The Crook County Courthouse

Prineville

   Location:  23 Miles East of Eagle Crest
   Population (July 2006):  9,990
   Elevation:  2,868 ft - 874.2 m

The city of Prineville is the county seat of Crook County, Oregon.  It was named for the first merchant in the area of the present townsite, Barney Prine, who built a blacksmith shop and a saloon on the banks of the Crooked River in the late 1860s

Prineville was founded in 1877 when Monroe Hodges filed the original plat for the city.  The post office for the community had been established with the name of Prine on April 13, 1871, but was changed to Prineville on December 23, 1872.  The city incorporated in 1880 and obtained its first high school in 1902.

Long the major town in Central Oregon, Prineville was snubbed in 1911 when the railroad tycoons James J. Hill and Edward H. Hillman bypassed the city as they laid track south from The Dalles.  In a period when the presence of a railroad meant the difference between prosperity and the eventual fate as a ghost town, in a 1917 election, Prineville residents voted 355 to 1 to build their own railway, and raised the money to connect their town to the main line 19 miles away.

Helped by timber harvests from the nearby Ochoco National Forest, the City of Prineville Railroad (COPR) prospered for decades.  The profits from the railroad were so abundant that between 1964 and 1968, the city levied no property taxes.  The COPR directly serves industries in Crook County.  The line is the oldest continuously operated municipal shortline in the U.S.  The COPR connects with the Burlington Northern Santa Fe and the Union Pacific Railroads at Prineville Junction three miles north of Redmond, Oregon.

Les Schwab, a chain of tire stores based in Prineville, has been associated with the town since the company's founding in 1952.  As of 2005, the Les Schwab Tire Center chain operates more than 390 stores in California, Idaho, Montana, Nevada, Oregon, Utah, and Washington; does more than $1.5 billion in sales each year; and, according to the AP, is the number two private tire retailer in the United States.  

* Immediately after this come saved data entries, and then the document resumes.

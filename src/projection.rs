//! Miller cylindrical projection from sphere points to texture UV

use std::f64::consts::{FRAC_PI_4, PI};

use glam::{DVec2, DVec3};

/// Projected `y` at latitude ±90°, used to normalize into `[-1, 1]`
const MILLER_Y_MAX: f64 = 2.252_323_443_080_358_7;

/// UV coordinate of a point on (or off) the sphere
///
/// `u` follows longitude (`atan2(z, x)`), `v` follows Miller-projected
/// latitude; both are in `[0, 1]`. Only the direction of `p` matters. The
/// zero vector maps to the center of the texture.
///
/// # Example
///
/// ```rust
/// use geodesic_planet::miller_uv;
/// use glam::DVec3;
///
/// let uv = miller_uv(DVec3::new(5.0, 0.0, 0.0));
/// assert!((uv.x - 0.5).abs() < 1e-12);
/// assert!((uv.y - 0.5).abs() < 1e-12);
/// ```
pub fn miller_uv(p: DVec3) -> DVec2 {
    let length = p.length();
    if !(length > 0.0) {
        return DVec2::new(0.5, 0.5);
    }

    let lat = (p.y / length).clamp(-1.0, 1.0).asin();
    let lon = p.z.atan2(p.x);

    let x = lon / PI;
    let y = (1.25 * (FRAC_PI_4 + 0.4 * lat).tan().ln() / MILLER_Y_MAX).clamp(-1.0, 1.0);

    DVec2::new((x + 1.0) / 2.0, (y + 1.0) / 2.0)
}
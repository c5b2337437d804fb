//! Multi-stop gradients precomputed into lookup tables
//!
//! A [`Gradient`] collects ordered stops and is turned into an immutable
//! [`GradientLut`] by [`Gradient::calculate`]. The 2D variant lives in
//! [`gradient2d`].

pub mod gradient2d;

pub use gradient2d::{Gradient2D, Gradient2DLut};

use crate::color::Rgb;
use crate::error::{PlanetError, Result};

/// A value that can be placed on a gradient
pub trait GradientValue: Copy + PartialEq + std::fmt::Debug + Send + Sync {
    /// `self + ((other - self) / divisor) * step`
    ///
    /// The per-step delta is computed first so that `step = 0` returns
    /// `self` bit-for-bit.
    fn step_toward(self, other: Self, step: f64, divisor: f64) -> Self;
}

impl GradientValue for f64 {
    #[inline]
    fn step_toward(self, other: Self, step: f64, divisor: f64) -> Self {
        self + ((other - self) / divisor) * step
    }
}

impl GradientValue for Rgb {
    #[inline]
    fn step_toward(self, other: Self, step: f64, divisor: f64) -> Self {
        Rgb::new(
            self.r.step_toward(other.r, step, divisor),
            self.g.step_toward(other.g, step, divisor),
            self.b.step_toward(other.b, step, divisor),
        )
    }
}

/// A single gradient stop
#[derive(Debug, Clone, Copy, PartialEq)]
pub struct GradientStop<T> {
    /// Position along the gradient in `[0, 1]`
    pub position: f64,
    pub value: T,
}

/// Ordered 1D stops awaiting calculation
///
/// # Example
///
/// ```
/// use geodesic_planet::Gradient;
///
/// let lut = Gradient::new(100)
///     .add_stop(0.0, 0.0)
///     .add_stop(1.0, 10.0)
///     .calculate()
///     .unwrap();
/// assert_eq!(lut.get(0), 0.0);
/// assert_eq!(lut.get(100), 10.0);
/// ```
#[derive(Debug, Clone, PartialEq)]
pub struct Gradient<T> {
    stops: Vec<GradientStop<T>>,
    resolution: usize,
}

impl<T: GradientValue> Gradient<T> {
    /// Create an empty gradient that will densify into `resolution + 1` entries
    pub fn new(resolution: usize) -> Self {
        Self {
            stops: Vec::new(),
            resolution,
        }
    }

    /// Append a stop; stops must be added in non-decreasing position order
    pub fn add_stop(mut self, position: f64, value: T) -> Self {
        self.stops.push(GradientStop { position, value });
        self
    }

    pub fn stops(&self) -> &[GradientStop<T>] {
        &self.stops
    }

    pub fn resolution(&self) -> usize {
        self.resolution
    }

    fn validate(&self) -> Result<()> {
        if self.resolution == 0 {
            return Err(PlanetError::InvalidArgument(
                "gradient resolution must be positive".to_string(),
            ));
        }
        if self.stops.len() < 2 {
            return Err(PlanetError::InvalidArgument(format!(
                "gradient needs at least 2 stops (got {})",
                self.stops.len()
            )));
        }
        for stop in &self.stops {
            if !(0.0..=1.0).contains(&stop.position) {
                return Err(PlanetError::InvalidArgument(format!(
                    "gradient stop position {} outside [0, 1]",
                    stop.position
                )));
            }
        }
        if self.stops.windows(2).any(|w| w[1].position < w[0].position) {
            return Err(PlanetError::InvalidArgument(
                "gradient stops must be in non-decreasing position order".to_string(),
            ));
        }
        Ok(())
    }

    /// Densify the stops into a lookup table
    ///
    /// Each segment between consecutive stops is linearly interpolated over
    /// `ceil(span * resolution)` entries starting at `ceil(start * resolution)`.
    /// Entries before the first stop and after the last stop hold the nearest
    /// stop's value, and every stop's own index holds its value exactly.
    ///
    /// # Errors
    ///
    /// Returns `InvalidArgument` for fewer than two stops, a zero resolution,
    /// or stops outside `[0, 1]` / out of order.
    pub fn calculate(&self) -> Result<GradientLut<T>> {
        self.validate()?;

        let res = self.resolution as f64;
        let len = self.resolution + 1;
        let stop_index = |position: f64| ((position * res).ceil() as usize).min(len - 1);

        let first = self.stops[0];
        let last = self.stops[self.stops.len() - 1];
        let mut table = vec![first.value; len];

        for pair in self.stops.windows(2) {
            let (current, next) = (pair[0], pair[1]);
            let total_steps = ((next.position - current.position) * res).ceil() as usize;
            let start = stop_index(current.position);

            for i in 0..total_steps {
                let idx = start + i;
                if idx >= len {
                    break;
                }
                table[idx] = if total_steps == 1 {
                    current.value
                } else {
                    current.value.step_toward(next.value, i as f64, (total_steps - 1) as f64)
                };
            }
        }

        for entry in &mut table[stop_index(last.position)..] {
            *entry = last.value;
        }
        for stop in &self.stops {
            table[stop_index(stop.position)] = stop.value;
        }

        Ok(GradientLut {
            table,
            resolution: self.resolution,
        })
    }
}

/// Immutable, densified gradient
#[derive(Debug, Clone, PartialEq)]
pub struct GradientLut<T> {
    table: Vec<T>,
    resolution: usize,
}

impl<T: GradientValue> GradientLut<T> {
    /// Entry at an integer index (e.g. an integer height), clamped to the table
    #[inline]
    pub fn get(&self, index: usize) -> T {
        self.table[index.min(self.table.len() - 1)]
    }

    /// Entry at a fraction in `[0, 1]`; out-of-range and NaN inputs are clamped
    #[inline]
    pub fn value_at(&self, fraction: f64) -> T {
        let fraction = if fraction.is_nan() { 0.0 } else { fraction.clamp(0.0, 1.0) };
        self.get((fraction * self.resolution as f64).floor() as usize)
    }

    pub fn resolution(&self) -> usize {
        self.resolution
    }

    /// Number of entries (`resolution + 1`)
    pub fn len(&self) -> usize {
        self.table.len()
    }

    pub fn is_empty(&self) -> bool {
        self.table.is_empty()
    }

    pub fn as_slice(&self) -> &[T] {
        &self.table
    }
}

A decade ago, Schwab could have devastated Prineville by pulling out.  Now, however, the city that suffered through the downturn in the wood products industry is enjoying an economic renaissance.  Federal jobs with the Bureau of Land Management and Forest Service help anchor the economy while a housing boom and a growing tourism industry have diversified the area.

Prineville got its first Starbucks in 2006, and a plan was floated to reopen the city's long-shuttered movie theater.  Unemployment is 4.4 percent, the lowest since the 1960s.  The city's population was 7,356 at the 2000 census.  The 2006 estimate is 9,990 residents.

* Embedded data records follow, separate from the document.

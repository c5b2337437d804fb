//! Planet Tile Structure
//!
//! A tile is one cell of the dual mesh: the polygon around an icosphere node
//! whose corners are the centroids of the node's incident faces.

use glam::{DVec2, DVec3};

#[cfg(feature = "serde")]
use serde::{Deserialize, Serialize};

/// A single tile on the planet surface
///
/// Twelve tiles (the base icosahedron vertices) are pentagons, all others
/// are hexagons.
#[cfg_attr(feature = "serde", derive(Serialize, Deserialize))]
#[derive(Debug, Clone, PartialEq)]
pub struct Tile {
    /// Identifier, equal to the index of the owning icosphere node
    pub id: usize,

    /// Average of the corners
    ///
    /// Lies slightly below the sphere surface, since the corners are face
    /// centroids rather than points on the sphere.
    pub center: DVec3,

    /// Miller UV of `center`, used for terrain lookups
    pub uv: DVec2,

    /// Boundary polygon, ordered so that consecutive corners share a mesh
    /// edge and the fan `(0, i, i + 1)` faces away from the sphere center
    pub corners: Vec<DVec3>,

    /// Miller UV of each corner
    pub corner_uvs: Vec<DVec2>,

    /// Icosphere faces whose centroids form `corners`, in the same order
    pub faces: Vec<usize>,

    /// IDs of adjacent tiles, sorted ascending
    pub neighbors: Vec<usize>,
}

impl Tile {
    /// Get the number of corners (5 or 6)
    #[inline]
    pub fn corner_count(&self) -> usize {
        self.corners.len()
    }

    /// Check if this tile is a neighbor of another tile
    #[inline]
    pub fn is_neighbor_of(&self, other_tile_id: usize) -> bool {
        self.neighbors.binary_search(&other_tile_id).is_ok()
    }

    /// Whether this is one of the twelve pentagons
    #[inline]
    pub fn is_pentagon(&self) -> bool {
        self.corners.len() == 5
    }

    /// Closed boundary loop: the corners followed by the first corner again
    ///
    /// Suitable for drawing a selection outline as a line strip.
    pub fn border(&self) -> Vec<DVec3> {
        let mut border = Vec::with_capacity(self.corners.len() + 1);
        border.extend_from_slice(&self.corners);
        if let Some(&first) = self.corners.first() {
            border.push(first);
        }
        border
    }

    /// Outward unit normal at the tile center
    #[inline]
    pub fn normal(&self) -> DVec3 {
        self.center.normalize_or_zero()
    }

    /// Calculate the approximate surface area of this tile
    ///
    /// Sum of the flat triangles (center, cornerᵢ, cornerᵢ₊₁).
    pub fn approximate_area(&self) -> f64 {
        if self.corners.len() < 3 {
            return 0.0;
        }

        let n = self.corners.len();
        (0..n)
            .map(|i| {
                let a = self.corners[i] - self.center;
                let b = self.corners[(i + 1) % n] - self.center;
                a.cross(b).length() * 0.5
            })
            .sum()
    }

    /// Great-circle distance between tile centers on a sphere of `radius`
    pub fn distance_to(&self, other: &Tile, radius: f64) -> f64 {
        let denom = self.center.length() * other.center.length();
        if !(denom > 0.0) {
            return 0.0;
        }
        let cos_angle = (self.center.dot(other.center) / denom).clamp(-1.0, 1.0);
        radius * cos_angle.acos()
    }
}

#[cfg(test)]
mod tests {
    use super::*;

    fn square_tile(center: DVec3) -> Tile {
        let corners = vec![
            center + DVec3::new(0.0, 1.0, 0.0),
            center + DVec3::new(0.0, 0.0, 1.0),
            center + DVec3::new(0.0, -1.0, 0.0),
            center + DVec3::new(0.0, 0.0, -1.0),
        ];
        Tile {
            id: 0,
            center,
            uv: DVec2::ZERO,
            corner_uvs: vec![DVec2::ZERO; 4],
            corners,
            faces: vec![0, 1, 2, 3],
            neighbors: vec![1, 4, 9],
        }
    }

    #[test]
    fn test_tile_accessors() {
        let tile = square_tile(DVec3::new(10.0, 0.0, 0.0));
        assert_eq!(tile.corner_count(), 4);
        assert!(!tile.is_pentagon());
        assert!(tile.is_neighbor_of(4));
        assert!(!tile.is_neighbor_of(5));
        assert_eq!(tile.normal(), DVec3::X);
    }

    #[test]
    fn test_border_is_closed() {
        let tile = square_tile(DVec3::new(10.0, 0.0, 0.0));
        let border = tile.border();
        assert_eq!(border.len(), 5);
        assert_eq!(border[0], border[4]);
    }

    #[test]
    fn test_approximate_area() {
        // Square with diagonals of length 2
        let tile = square_tile(DVec3::new(10.0, 0.0, 0.0));
        assert!((tile.approximate_area() - 2.0).abs() < 1e-12);
    }

    #[test]
    fn test_distance_to() {
        let a = square_tile(DVec3::new(10.0, 0.0, 0.0));
        let b = square_tile(DVec3::new(0.0, 10.0, 0.0));
        let distance = a.distance_to(&b, 10.0);
        let expected = 10.0 * std::f64::consts::FRAC_PI_2;
        assert!((distance - expected).abs() < 1e-9);
    }
}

(From Wikipedia, the free encyclopedia - with modifications and additions.)

Helpful and Interesting Web Links for Prineville

          City of Prineville
          The Viewpoint - You Can See it All Here
          PrinevilleOR.com
          Welcome to Prineville, Oregon
          Prineville, Oregon - Community
          Prineville - Crook County Chamber of Commerce
          Central Oregon Visitors Association (COVA)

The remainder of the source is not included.